▶ [SOURCE INFORMATION]
--*--

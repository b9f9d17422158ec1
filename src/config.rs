//! Run configuration
//!
//! Every knob of a dependencies run lives in one [`DependencyConfig`] value
//! that is handed to [`crate::dependencies::run`]. The CLI builds it from
//! flags; library callers build it directly.

use std::path::PathBuf;
use std::time::Duration;

use clap::ValueEnum;

use crate::{Error, Result};

/// Default timeout for a single query against a remote backend
pub const DEFAULT_QUERY_TIMEOUT: Duration = Duration::from_secs(10);

/// Where traffic samples come from
#[derive(Clone, Debug, PartialEq, Eq)]
pub enum DataSource {
    /// promtool JSON dump on disk
    File(PathBuf),
    /// Prometheus server base URL
    Prometheus(String),
}

/// What a dependencies run emits
#[derive(Clone, Copy, Debug, Default, PartialEq, Eq, ValueEnum)]
pub enum OutputMode {
    /// ASCII dependency tree
    #[default]
    Tree,
    /// One Istio AuthorizationPolicy per caller
    Authz,
    /// One Istio Sidecar (egress allow-list) per caller
    Sidecar,
}

/// How a caller's own namespace is found during policy synthesis
#[derive(Clone, Copy, Debug, Default, PartialEq, Eq, ValueEnum)]
pub enum NamespaceLookup {
    /// Re-run the workload query narrowed to each caller
    #[default]
    Query,
    /// Use the namespace recorded while building the graph
    Graph,
}

/// Configuration of one dependencies run
#[derive(Clone, Debug, PartialEq)]
pub struct DependencyConfig {
    /// Sample source; required
    pub source: Option<DataSource>,
    /// Restrict callers to this namespace
    pub namespace: Option<String>,
    /// Restrict callers to names starting with this prefix
    pub name_filter: Option<String>,
    /// Metric carrying workload labels
    pub metric: String,
    /// Output mode
    pub output: OutputMode,
    /// Emit AUDIT rather than enforcing ALLOW authorization policies
    pub audit: bool,
    /// Namespace lookup strategy for policy synthesis
    pub namespace_lookup: NamespaceLookup,
    /// Per-query timeout for remote backends
    pub query_timeout: Duration,
}

impl Default for DependencyConfig {
    fn default() -> Self {
        Self {
            source: None,
            namespace: None,
            name_filter: None,
            metric: crate::DEFAULT_METRIC.to_string(),
            output: OutputMode::default(),
            audit: true,
            namespace_lookup: NamespaceLookup::default(),
            query_timeout: DEFAULT_QUERY_TIMEOUT,
        }
    }
}

impl DependencyConfig {
    /// The configured data source, or a configuration error
    pub fn data_source(&self) -> Result<&DataSource> {
        self.source
            .as_ref()
            .ok_or_else(|| Error::configuration("please specify --file or --prom-url"))
    }

    /// Pick a data source from the two CLI inputs; a file wins over a URL
    pub fn source_from(file: Option<PathBuf>, prom_url: Option<String>) -> Option<DataSource> {
        match (file, prom_url.filter(|u| !u.is_empty())) {
            (Some(path), _) => Some(DataSource::File(path)),
            (None, Some(url)) => Some(DataSource::Prometheus(url)),
            (None, None) => None,
        }
    }
}
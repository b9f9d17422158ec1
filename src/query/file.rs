//! In-memory query backend over a promtool JSON dump
//!
//! `promtool query instant -o json` (and the Prometheus API `result` array)
//! produce a list of `{"metric": {...}, "value": [ts, "v"]}` objects. This
//! backend loads such a dump and evaluates the narrow PromQL subset the
//! workload queries use:
//!
//! ```text
//! metric{label="v", label!="v", label=~"re", label!~"re"}
//! sum(<selector>)
//! sum(<selector>) by (label, ...)
//! ```
//!
//! Timestamps in the dump are ignored; the dump is one snapshot.

use std::collections::BTreeMap;
use std::path::Path;

use async_trait::async_trait;
use chrono::{DateTime, Utc};
use regex::Regex;
use serde::Deserialize;
use tracing::debug;

use super::{QueryApi, QueryResponse, QueryValue, Sample};
use crate::{Error, Result};

const METRIC_NAME_LABEL: &str = "__name__";

/// One entry of a promtool JSON dump
#[derive(Clone, Debug, Deserialize)]
pub struct PromtoolSample {
    /// Series labels, including `__name__`
    pub metric: BTreeMap<String, String>,
    /// `[timestamp, "value"]`
    pub value: (serde_json::Value, String),
}

impl PromtoolSample {
    fn into_sample(self) -> Result<Sample> {
        let value: f64 = self.value.1.parse().map_err(|e| {
            Error::query(format!("invalid sample value '{}': {}", self.value.1, e))
        })?;
        Ok(Sample {
            labels: self.metric,
            value,
        })
    }
}

/// Query backend evaluating expressions against samples held in memory
#[derive(Clone, Debug, Default)]
pub struct FileQueryApi {
    samples: Vec<Sample>,
}

impl FileQueryApi {
    /// Backend over an already-decoded sample set
    pub fn from_samples(samples: Vec<Sample>) -> Self {
        Self { samples }
    }

    /// Parse a promtool JSON dump
    pub fn from_json(json: &str) -> Result<Self> {
        let raw: Vec<PromtoolSample> = serde_json::from_str(json)
            .map_err(|e| Error::query(format!("failed to parse sample file: {}", e)))?;
        let samples = raw
            .into_iter()
            .map(PromtoolSample::into_sample)
            .collect::<Result<Vec<_>>>()?;
        Ok(Self { samples })
    }

    /// Load a promtool JSON dump from disk
    pub fn from_path(path: impl AsRef<Path>) -> Result<Self> {
        let path = path.as_ref();
        let data = std::fs::read_to_string(path).map_err(|e| {
            Error::query(format!("failed to read {}: {}", path.display(), e))
        })?;
        let api = Self::from_json(&data)?;
        debug!(path = %path.display(), samples = api.samples.len(), "loaded sample file");
        Ok(api)
    }

    /// Number of raw samples loaded
    pub fn len(&self) -> usize {
        self.samples.len()
    }

    /// Whether no samples were loaded
    pub fn is_empty(&self) -> bool {
        self.samples.is_empty()
    }

    fn evaluate(&self, expr: &Expr) -> Vec<Sample> {
        match expr {
            Expr::Selector(selector) => self
                .samples
                .iter()
                .filter(|s| selector.matches(s))
                .cloned()
                .collect(),
            Expr::Sum { selector, by } => {
                let mut groups: BTreeMap<BTreeMap<String, String>, f64> = BTreeMap::new();
                for sample in self.samples.iter().filter(|s| selector.matches(s)) {
                    let key: BTreeMap<String, String> = by
                        .iter()
                        .filter_map(|l| sample.label(l).map(|v| (l.clone(), v.to_string())))
                        .collect();
                    *groups.entry(key).or_insert(0.0) += sample.value;
                }
                groups
                    .into_iter()
                    .map(|(labels, value)| Sample { labels, value })
                    .collect()
            }
        }
    }
}

#[async_trait]
impl QueryApi for FileQueryApi {
    async fn query(&self, query: &str, _time: DateTime<Utc>) -> Result<QueryResponse> {
        let expr = Parser::new(query).parse()?;
        Ok(QueryResponse::new(QueryValue::Vector(self.evaluate(&expr))))
    }
}

// =============================================================================
// Expression Parsing
// =============================================================================

#[derive(Debug)]
enum Expr {
    Selector(Selector),
    Sum { selector: Selector, by: Vec<String> },
}

#[derive(Debug)]
struct Selector {
    metric: Option<String>,
    matchers: Vec<Matcher>,
}

impl Selector {
    fn matches(&self, sample: &Sample) -> bool {
        if let Some(metric) = &self.metric {
            if sample.label(METRIC_NAME_LABEL) != Some(metric.as_str()) {
                return false;
            }
        }
        self.matchers
            .iter()
            .all(|m| m.matches(sample.label_or_empty(&m.label)))
    }
}

#[derive(Debug)]
struct Matcher {
    label: String,
    op: MatchOp,
}

#[derive(Debug)]
enum MatchOp {
    Equal(String),
    NotEqual(String),
    Regex(Regex),
    NotRegex(Regex),
}

impl Matcher {
    fn matches(&self, value: &str) -> bool {
        match &self.op {
            MatchOp::Equal(v) => value == v,
            MatchOp::NotEqual(v) => value != v,
            MatchOp::Regex(re) => re.is_match(value),
            MatchOp::NotRegex(re) => !re.is_match(value),
        }
    }
}

/// Recursive-descent parser for the supported PromQL subset
struct Parser<'a> {
    input: &'a str,
    pos: usize,
}

impl<'a> Parser<'a> {
    fn new(input: &'a str) -> Self {
        Self { input, pos: 0 }
    }

    fn parse(mut self) -> Result<Expr> {
        self.skip_ws();
        let expr = if self.peek_keyword("sum") {
            self.pos += 3;
            self.expect('(')?;
            let selector = self.selector()?;
            self.expect(')')?;
            self.skip_ws();
            let by = if self.peek_keyword("by") {
                self.pos += 2;
                self.label_list()?
            } else {
                vec![]
            };
            Expr::Sum { selector, by }
        } else {
            Expr::Selector(self.selector()?)
        };

        self.skip_ws();
        if self.pos != self.input.len() {
            return Err(self.error("unexpected trailing input"));
        }
        Ok(expr)
    }

    fn selector(&mut self) -> Result<Selector> {
        self.skip_ws();
        let metric = if self.peek() == Some('{') {
            None
        } else {
            Some(self.ident()?)
        };

        self.skip_ws();
        let mut matchers = Vec::new();
        if self.peek() == Some('{') {
            self.pos += 1;
            loop {
                self.skip_ws();
                if self.peek() == Some('}') {
                    self.pos += 1;
                    break;
                }
                matchers.push(self.matcher()?);
                self.skip_ws();
                match self.next() {
                    Some(',') => continue,
                    Some('}') => break,
                    _ => return Err(self.error("expected ',' or '}' in label matchers")),
                }
            }
        }

        if metric.is_none() && matchers.is_empty() {
            return Err(self.error("selector must name a metric or a label matcher"));
        }
        Ok(Selector { metric, matchers })
    }

    fn matcher(&mut self) -> Result<Matcher> {
        let label = self.ident()?;
        self.skip_ws();
        let rest = &self.input[self.pos..];
        let (op_len, kind) = if rest.starts_with("=~") {
            (2, "=~")
        } else if rest.starts_with("!~") {
            (2, "!~")
        } else if rest.starts_with("!=") {
            (2, "!=")
        } else if rest.starts_with('=') {
            (1, "=")
        } else {
            return Err(self.error("expected label match operator"));
        };
        self.pos += op_len;
        self.skip_ws();
        let value = self.string()?;

        let op = match kind {
            "=" => MatchOp::Equal(value),
            "!=" => MatchOp::NotEqual(value),
            "=~" => MatchOp::Regex(anchored_regex(&value)?),
            _ => MatchOp::NotRegex(anchored_regex(&value)?),
        };
        Ok(Matcher { label, op })
    }

    fn label_list(&mut self) -> Result<Vec<String>> {
        self.expect('(')?;
        let mut labels = Vec::new();
        loop {
            self.skip_ws();
            if self.peek() == Some(')') {
                self.pos += 1;
                break;
            }
            labels.push(self.ident()?);
            self.skip_ws();
            match self.next() {
                Some(',') => continue,
                Some(')') => break,
                _ => return Err(self.error("expected ',' or ')' in grouping labels")),
            }
        }
        Ok(labels)
    }

    fn ident(&mut self) -> Result<String> {
        let start = self.pos;
        while let Some(c) = self.peek() {
            if c.is_ascii_alphanumeric() || c == '_' || c == ':' {
                self.pos += c.len_utf8();
            } else {
                break;
            }
        }
        if start == self.pos {
            return Err(self.error("expected identifier"));
        }
        Ok(self.input[start..self.pos].to_string())
    }

    fn string(&mut self) -> Result<String> {
        self.expect('"')?;
        let mut out = String::new();
        loop {
            match self.next() {
                Some('"') => return Ok(out),
                Some('\\') => match self.next() {
                    Some('n') => out.push('\n'),
                    Some('t') => out.push('\t'),
                    Some(c) => out.push(c),
                    None => break,
                },
                Some(c) => out.push(c),
                None => break,
            }
        }
        Err(self.error("unterminated string"))
    }

    fn expect(&mut self, want: char) -> Result<()> {
        self.skip_ws();
        match self.next() {
            Some(c) if c == want => Ok(()),
            _ => Err(self.error(&format!("expected '{}'", want))),
        }
    }

    fn peek_keyword(&self, keyword: &str) -> bool {
        let rest = &self.input[self.pos..];
        rest.starts_with(keyword)
            && !rest[keyword.len()..]
                .chars()
                .next()
                .is_some_and(|c| c.is_ascii_alphanumeric() || c == '_' || c == ':')
    }

    fn peek(&self) -> Option<char> {
        self.input[self.pos..].chars().next()
    }

    fn next(&mut self) -> Option<char> {
        let c = self.peek()?;
        self.pos += c.len_utf8();
        Some(c)
    }

    fn skip_ws(&mut self) {
        while let Some(c) = self.peek() {
            if c.is_whitespace() {
                self.pos += c.len_utf8();
            } else {
                break;
            }
        }
    }

    fn error(&self, msg: &str) -> Error {
        Error::query(format!(
            "failed to parse query at position {}: {} in {:?}",
            self.pos, msg, self.input
        ))
    }
}

fn anchored_regex(pattern: &str) -> Result<Regex> {
    Regex::new(&format!("^(?:{})$", pattern))
        .map_err(|e| Error::query(format!("invalid regex '{}': {}", pattern, e)))
}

--*--

▶ [PROBLEM DETAILS] Return the number of lines in the data above that include the word "DataSource", and nothing else.

▶ [TASK ANSWER] 6